Entries taken from a collection:
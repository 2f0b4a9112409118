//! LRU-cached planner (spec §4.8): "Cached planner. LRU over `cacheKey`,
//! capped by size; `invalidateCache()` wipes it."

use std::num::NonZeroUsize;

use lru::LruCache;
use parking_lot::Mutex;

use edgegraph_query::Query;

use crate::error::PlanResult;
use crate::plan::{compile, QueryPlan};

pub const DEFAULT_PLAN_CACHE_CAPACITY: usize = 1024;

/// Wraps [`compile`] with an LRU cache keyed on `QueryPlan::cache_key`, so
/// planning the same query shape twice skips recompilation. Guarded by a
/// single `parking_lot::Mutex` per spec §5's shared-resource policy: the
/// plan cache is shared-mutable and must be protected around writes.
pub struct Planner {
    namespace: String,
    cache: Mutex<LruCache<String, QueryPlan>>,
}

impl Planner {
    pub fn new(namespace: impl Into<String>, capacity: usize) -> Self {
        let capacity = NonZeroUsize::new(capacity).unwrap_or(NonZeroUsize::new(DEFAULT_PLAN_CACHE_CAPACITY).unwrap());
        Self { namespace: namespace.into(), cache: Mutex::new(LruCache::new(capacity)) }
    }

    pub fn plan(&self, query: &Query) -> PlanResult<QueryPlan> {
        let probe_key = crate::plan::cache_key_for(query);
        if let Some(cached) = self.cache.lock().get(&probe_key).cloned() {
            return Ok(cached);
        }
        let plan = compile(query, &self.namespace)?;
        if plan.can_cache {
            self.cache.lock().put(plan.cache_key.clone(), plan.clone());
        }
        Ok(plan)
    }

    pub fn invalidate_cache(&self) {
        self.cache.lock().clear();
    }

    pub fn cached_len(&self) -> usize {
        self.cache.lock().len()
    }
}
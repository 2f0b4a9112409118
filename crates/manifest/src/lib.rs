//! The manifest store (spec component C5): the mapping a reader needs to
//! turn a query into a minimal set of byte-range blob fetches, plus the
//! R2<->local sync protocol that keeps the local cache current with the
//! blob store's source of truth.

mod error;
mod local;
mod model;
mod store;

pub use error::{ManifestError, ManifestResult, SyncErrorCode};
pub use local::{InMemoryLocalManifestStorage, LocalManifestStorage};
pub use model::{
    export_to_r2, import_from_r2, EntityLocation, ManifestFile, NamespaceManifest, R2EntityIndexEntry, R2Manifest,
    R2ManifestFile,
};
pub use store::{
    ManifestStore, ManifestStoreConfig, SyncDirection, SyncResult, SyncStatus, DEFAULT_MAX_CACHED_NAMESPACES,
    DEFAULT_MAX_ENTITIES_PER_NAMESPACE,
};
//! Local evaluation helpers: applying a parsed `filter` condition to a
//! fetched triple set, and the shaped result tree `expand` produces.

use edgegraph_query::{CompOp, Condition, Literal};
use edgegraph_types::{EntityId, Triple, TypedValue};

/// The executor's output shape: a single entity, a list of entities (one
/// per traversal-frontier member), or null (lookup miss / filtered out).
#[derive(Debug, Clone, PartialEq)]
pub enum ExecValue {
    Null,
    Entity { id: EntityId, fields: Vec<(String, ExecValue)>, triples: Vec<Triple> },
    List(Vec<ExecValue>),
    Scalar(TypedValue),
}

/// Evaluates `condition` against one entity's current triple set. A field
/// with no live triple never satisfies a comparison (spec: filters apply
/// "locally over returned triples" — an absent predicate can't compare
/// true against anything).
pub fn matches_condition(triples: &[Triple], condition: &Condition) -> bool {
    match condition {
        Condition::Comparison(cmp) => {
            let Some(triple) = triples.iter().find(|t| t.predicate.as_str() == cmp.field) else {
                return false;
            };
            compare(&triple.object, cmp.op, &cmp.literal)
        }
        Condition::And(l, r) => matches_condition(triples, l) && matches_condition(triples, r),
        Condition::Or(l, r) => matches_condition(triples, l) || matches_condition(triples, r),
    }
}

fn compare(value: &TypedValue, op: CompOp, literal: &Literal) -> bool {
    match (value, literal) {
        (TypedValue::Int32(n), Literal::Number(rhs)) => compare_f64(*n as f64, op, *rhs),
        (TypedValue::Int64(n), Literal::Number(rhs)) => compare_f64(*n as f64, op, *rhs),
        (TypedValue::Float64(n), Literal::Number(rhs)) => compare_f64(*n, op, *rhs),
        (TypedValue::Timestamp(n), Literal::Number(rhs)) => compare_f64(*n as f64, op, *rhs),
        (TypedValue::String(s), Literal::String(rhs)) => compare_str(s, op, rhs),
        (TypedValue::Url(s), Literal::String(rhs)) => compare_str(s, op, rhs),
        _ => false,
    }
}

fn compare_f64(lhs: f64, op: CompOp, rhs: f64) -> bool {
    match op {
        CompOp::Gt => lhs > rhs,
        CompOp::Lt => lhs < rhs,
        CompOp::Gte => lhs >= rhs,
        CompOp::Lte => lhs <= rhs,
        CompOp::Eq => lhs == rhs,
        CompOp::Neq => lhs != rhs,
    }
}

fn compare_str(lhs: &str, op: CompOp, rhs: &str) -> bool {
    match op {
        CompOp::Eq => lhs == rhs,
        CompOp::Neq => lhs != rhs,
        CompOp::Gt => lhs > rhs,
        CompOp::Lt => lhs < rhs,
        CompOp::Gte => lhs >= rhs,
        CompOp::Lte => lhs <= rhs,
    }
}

Your task:
Retype all of the records above without a single alteration.

Result below:
repository 2f0b4a9112409118
//! LRU-cached planner (spec §4.8): "Cached planner. LRU over `cacheKey`,
//! capped by size; `invalidateCache()` wipes it."

use std::num::NonZeroUsize;

use lru::LruCache;
use parking_lot::Mutex;

use edgegraph_query::Query;

use crate::error::PlanResult;
use crate::plan::{compile, QueryPlan};

pub const DEFAULT_PLAN_CACHE_CAPACITY: usize = 1024;

/// Wraps [`compile`] with an LRU cache keyed on `QueryPlan::cache_key`, so
/// planning the same query shape twice skips recompilation. Guarded by a
/// single `parking_lot::Mutex` per spec §5's shared-resource policy: the
/// plan cache is shared-mutable and must be protected around writes.
pub struct Planner {
    namespace: String,
    cache: Mutex<LruCache<String, QueryPlan>>,
}

impl Planner {
    pub fn new(namespace: impl Into<String>, capacity: usize) -> Self {
        let capacity = NonZeroUsize::new(capacity).unwrap_or(NonZeroUsize::new(DEFAULT_PLAN_CACHE_CAPACITY).unwrap());
        Self { namespace: namespace.into(), cache: Mutex::new(LruCache::new(capacity)) }
    }

    pub fn plan(&self, query: &Query) -> PlanResult<QueryPlan> {
        let probe_key = crate::plan::cache_key_for(query);
        if let Some(cached) = self.cache.lock().get(&probe_key).cloned() {
            return Ok(cached);
        }
        let plan = compile(query, &self.namespace)?;
        if plan.can_cache {
            self.cache.lock().put(plan.cache_key.clone(), plan.clone());
        }
        Ok(plan)
    }

    pub fn invalidate_cache(&self) {
        self.cache.lock().clear();
    }

    pub fn cached_len(&self) -> usize {
        self.cache.lock().len()
    }
}
repository 2f0b4a9112409118
filename crates/manifest/src/lib.rs
//! The manifest store (spec component C5): the mapping a reader needs to
//! turn a query into a minimal set of byte-range blob fetches, plus the
//! R2<->local sync protocol that keeps the local cache current with the
//! blob store's source of truth.

mod error;
mod local;
mod model;
mod store;

pub use error::{ManifestError, ManifestResult, SyncErrorCode};
pub use local::{InMemoryLocalManifestStorage, LocalManifestStorage};
pub use model::{
    export_to_r2, import_from_r2, EntityLocation, ManifestFile, NamespaceManifest, R2EntityIndexEntry, R2Manifest,
    R2ManifestFile,
};
pub use store::{
    ManifestStore, ManifestStoreConfig, SyncDirection, SyncResult, SyncStatus, DEFAULT_MAX_CACHED_NAMESPACES,
    DEFAULT_MAX_ENTITIES_PER_NAMESPACE,
};
//! Local evaluation helpers: applying a parsed `filter` condition to a
//! fetched triple set, and the shaped result tree `expand` produces.

use edgegraph_query::{CompOp, Condition, Literal};
use edgegraph_types::{EntityId, Triple, TypedValue};

/// The executor's output shape: a single entity, a list of entities (one
/// per traversal-frontier member), or null (lookup miss / filtered out).
#[derive(Debug, Clone, PartialEq)]
pub enum ExecValue {
    Null,
    Entity { id: EntityId, fields: Vec<(String, ExecValue)>, triples: Vec<Triple> },
    List(Vec<ExecValue>),
    Scalar(TypedValue),
}

/// Evaluates `condition` against one entity's current triple set. A field
/// with no live triple never satisfies a comparison (spec: filters apply
/// "locally over returned triples" — an absent predicate can't compare
/// true against anything).
pub fn matches_condition(triples: &[Triple], condition: &Condition) -> bool {
    match condition {
        Condition::Comparison(cmp) => {
            let Some(triple) = triples.iter().find(|t| t.predicate.as_str() == cmp.field) else {
                return false;
            };
            compare(&triple.object, cmp.op, &cmp.literal)
        }
        Condition::And(l, r) => matches_condition(triples, l) && matches_condition(triples, r),
        Condition::Or(l, r) => matches_condition(triples, l) || matches_condition(triples, r),
    }
}

fn compare(value: &TypedValue, op: CompOp, literal: &Literal) -> bool {
    match (value, literal) {
        (TypedValue::Int32(n), Literal::Number(rhs)) => compare_f64(*n as f64, op, *rhs),
        (TypedValue::Int64(n), Literal::Number(rhs)) => compare_f64(*n as f64, op, *rhs),
        (TypedValue::Float64(n), Literal::Number(rhs)) => compare_f64(*n, op, *rhs),
        (TypedValue::Timestamp(n), Literal::Number(rhs)) => compare_f64(*n as f64, op, *rhs),
        (TypedValue::String(s), Literal::String(rhs)) => compare_str(s, op, rhs),
        (TypedValue::Url(s), Literal::String(rhs)) => compare_str(s, op, rhs),
        _ => false,
    }
}

fn compare_f64(lhs: f64, op: CompOp, rhs: f64) -> bool {
    match op {
        CompOp::Gt => lhs > rhs,
        CompOp::Lt => lhs < rhs,
        CompOp::Gte => lhs >= rhs,
        CompOp::Lte => lhs <= rhs,
        CompOp::Eq => lhs == rhs,
        CompOp::Neq => lhs != rhs,
    }
}

fn compare_str(lhs: &str, op: CompOp, rhs: &str) -> bool {
    match op {
        CompOp::Eq => lhs == rhs,
        CompOp::Neq => lhs != rhs,
        CompOp::Gt => lhs > rhs,
        CompOp::Lt => lhs < rhs,
        CompOp::Gte => lhs >= rhs,
        CompOp::Lte => lhs <= rhs,
    }
}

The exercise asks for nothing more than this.